> YOUR INSTRUCTIONS
Look at each line of the listing. Copy those that hold the string "serde".

━━━ SUPPLIED RECORDS ━━━

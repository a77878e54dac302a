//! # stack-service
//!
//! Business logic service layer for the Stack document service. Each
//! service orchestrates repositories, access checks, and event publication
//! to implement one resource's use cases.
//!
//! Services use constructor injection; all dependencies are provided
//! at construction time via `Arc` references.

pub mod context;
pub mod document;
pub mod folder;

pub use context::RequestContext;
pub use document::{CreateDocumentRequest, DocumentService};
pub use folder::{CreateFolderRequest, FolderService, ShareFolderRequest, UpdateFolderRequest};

━━━
━━━ SUPPLIED RECORDS ━━━

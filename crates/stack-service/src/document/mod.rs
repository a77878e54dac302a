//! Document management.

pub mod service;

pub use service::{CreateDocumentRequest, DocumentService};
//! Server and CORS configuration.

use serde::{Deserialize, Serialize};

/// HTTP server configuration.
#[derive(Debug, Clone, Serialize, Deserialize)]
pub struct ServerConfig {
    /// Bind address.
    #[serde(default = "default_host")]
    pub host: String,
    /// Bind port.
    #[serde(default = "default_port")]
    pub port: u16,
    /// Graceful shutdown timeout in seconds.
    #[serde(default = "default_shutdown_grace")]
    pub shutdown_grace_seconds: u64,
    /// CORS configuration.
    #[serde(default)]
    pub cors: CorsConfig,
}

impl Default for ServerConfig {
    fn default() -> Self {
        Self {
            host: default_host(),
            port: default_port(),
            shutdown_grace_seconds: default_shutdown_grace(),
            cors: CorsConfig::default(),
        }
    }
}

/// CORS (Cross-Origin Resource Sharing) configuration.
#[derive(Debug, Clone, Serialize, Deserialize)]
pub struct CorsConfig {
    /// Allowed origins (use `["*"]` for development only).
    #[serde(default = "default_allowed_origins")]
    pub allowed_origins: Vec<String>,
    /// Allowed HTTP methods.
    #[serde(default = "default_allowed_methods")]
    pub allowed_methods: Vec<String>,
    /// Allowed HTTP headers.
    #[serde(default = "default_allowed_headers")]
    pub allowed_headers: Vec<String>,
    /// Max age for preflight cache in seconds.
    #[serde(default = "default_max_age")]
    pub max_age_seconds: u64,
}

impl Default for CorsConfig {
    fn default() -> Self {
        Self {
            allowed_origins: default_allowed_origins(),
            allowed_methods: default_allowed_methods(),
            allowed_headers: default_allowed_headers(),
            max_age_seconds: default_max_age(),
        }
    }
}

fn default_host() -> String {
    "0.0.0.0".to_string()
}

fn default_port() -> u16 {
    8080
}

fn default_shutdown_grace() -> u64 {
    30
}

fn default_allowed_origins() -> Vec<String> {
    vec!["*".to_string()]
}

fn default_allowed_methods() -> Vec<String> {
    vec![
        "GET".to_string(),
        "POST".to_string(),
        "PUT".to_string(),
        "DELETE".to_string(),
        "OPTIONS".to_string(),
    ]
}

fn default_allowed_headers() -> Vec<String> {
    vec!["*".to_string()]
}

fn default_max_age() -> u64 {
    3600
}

━━━

> ANSWER TO THE EXERCISE
use serde::{Deserialize, Serialize};
    #[serde(default = "default_host")]
    #[serde(default = "default_port")]
    #[serde(default = "default_shutdown_grace")]
    #[serde(default)]
    #[serde(default = "default_allowed_origins")]
    #[serde(default = "default_allowed_methods")]
    #[serde(default = "default_allowed_headers")]
    #[serde(default = "default_max_age")]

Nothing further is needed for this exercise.